WORKING DATA

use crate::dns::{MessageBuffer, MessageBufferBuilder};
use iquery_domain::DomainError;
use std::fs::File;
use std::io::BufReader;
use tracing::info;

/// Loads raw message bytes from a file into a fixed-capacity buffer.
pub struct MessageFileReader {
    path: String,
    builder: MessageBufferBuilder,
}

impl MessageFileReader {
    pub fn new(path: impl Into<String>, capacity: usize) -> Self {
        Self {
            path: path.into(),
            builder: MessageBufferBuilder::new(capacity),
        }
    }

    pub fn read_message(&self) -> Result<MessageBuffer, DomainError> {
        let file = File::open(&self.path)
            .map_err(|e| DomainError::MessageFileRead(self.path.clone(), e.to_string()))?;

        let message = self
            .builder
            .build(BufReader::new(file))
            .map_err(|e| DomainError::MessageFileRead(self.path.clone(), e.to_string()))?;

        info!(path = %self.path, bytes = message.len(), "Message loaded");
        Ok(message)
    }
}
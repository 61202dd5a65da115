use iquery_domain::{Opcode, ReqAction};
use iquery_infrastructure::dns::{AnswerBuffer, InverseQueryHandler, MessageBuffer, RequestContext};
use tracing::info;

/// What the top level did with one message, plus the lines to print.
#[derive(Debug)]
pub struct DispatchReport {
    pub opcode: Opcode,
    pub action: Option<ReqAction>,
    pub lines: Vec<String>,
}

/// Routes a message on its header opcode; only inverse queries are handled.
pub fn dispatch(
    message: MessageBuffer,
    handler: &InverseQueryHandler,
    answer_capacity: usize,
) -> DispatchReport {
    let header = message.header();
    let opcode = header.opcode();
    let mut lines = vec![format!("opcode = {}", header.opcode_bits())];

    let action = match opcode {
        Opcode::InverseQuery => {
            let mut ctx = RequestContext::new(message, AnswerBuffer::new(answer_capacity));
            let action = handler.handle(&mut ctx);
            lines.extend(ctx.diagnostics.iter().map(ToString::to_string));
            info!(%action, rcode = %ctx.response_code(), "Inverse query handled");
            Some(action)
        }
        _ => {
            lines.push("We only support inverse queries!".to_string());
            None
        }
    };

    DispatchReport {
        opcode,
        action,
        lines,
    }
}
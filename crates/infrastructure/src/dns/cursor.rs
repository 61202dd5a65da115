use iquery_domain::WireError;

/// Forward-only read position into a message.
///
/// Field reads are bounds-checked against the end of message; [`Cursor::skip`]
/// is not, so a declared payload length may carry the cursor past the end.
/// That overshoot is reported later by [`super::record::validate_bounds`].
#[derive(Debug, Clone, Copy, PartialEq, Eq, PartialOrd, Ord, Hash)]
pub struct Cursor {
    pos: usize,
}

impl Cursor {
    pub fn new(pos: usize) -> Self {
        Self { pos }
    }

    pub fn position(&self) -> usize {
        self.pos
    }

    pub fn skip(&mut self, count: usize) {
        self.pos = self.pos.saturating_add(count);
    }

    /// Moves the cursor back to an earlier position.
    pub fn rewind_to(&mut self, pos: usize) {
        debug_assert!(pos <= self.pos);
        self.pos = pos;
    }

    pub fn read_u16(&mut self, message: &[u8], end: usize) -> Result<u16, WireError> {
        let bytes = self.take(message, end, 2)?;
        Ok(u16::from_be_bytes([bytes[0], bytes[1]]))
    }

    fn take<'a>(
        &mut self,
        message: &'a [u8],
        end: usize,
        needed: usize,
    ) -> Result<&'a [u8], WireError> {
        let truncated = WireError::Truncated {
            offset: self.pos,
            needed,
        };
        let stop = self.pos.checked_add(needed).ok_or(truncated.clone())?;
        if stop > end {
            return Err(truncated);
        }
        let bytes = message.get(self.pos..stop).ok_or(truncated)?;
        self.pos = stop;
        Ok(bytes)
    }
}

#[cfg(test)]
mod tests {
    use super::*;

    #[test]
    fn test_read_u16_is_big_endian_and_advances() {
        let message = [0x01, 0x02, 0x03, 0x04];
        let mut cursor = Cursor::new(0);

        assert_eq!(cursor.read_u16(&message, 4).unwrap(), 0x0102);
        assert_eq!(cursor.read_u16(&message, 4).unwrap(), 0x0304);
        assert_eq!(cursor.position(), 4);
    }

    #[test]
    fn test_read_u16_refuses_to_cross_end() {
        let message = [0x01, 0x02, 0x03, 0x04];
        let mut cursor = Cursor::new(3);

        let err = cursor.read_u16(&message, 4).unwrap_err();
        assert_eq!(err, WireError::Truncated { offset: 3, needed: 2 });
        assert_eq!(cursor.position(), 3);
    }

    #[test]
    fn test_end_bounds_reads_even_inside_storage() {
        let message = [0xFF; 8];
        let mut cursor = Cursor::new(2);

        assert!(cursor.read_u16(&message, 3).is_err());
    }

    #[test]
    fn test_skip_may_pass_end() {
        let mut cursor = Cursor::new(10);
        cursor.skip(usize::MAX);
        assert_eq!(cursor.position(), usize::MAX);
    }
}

TO DO
Pull every line with the string "ReqAction" from the data above.

WRITTEN RESPONSE
use iquery_domain::{Opcode, ReqAction};
    pub action: Option<ReqAction>,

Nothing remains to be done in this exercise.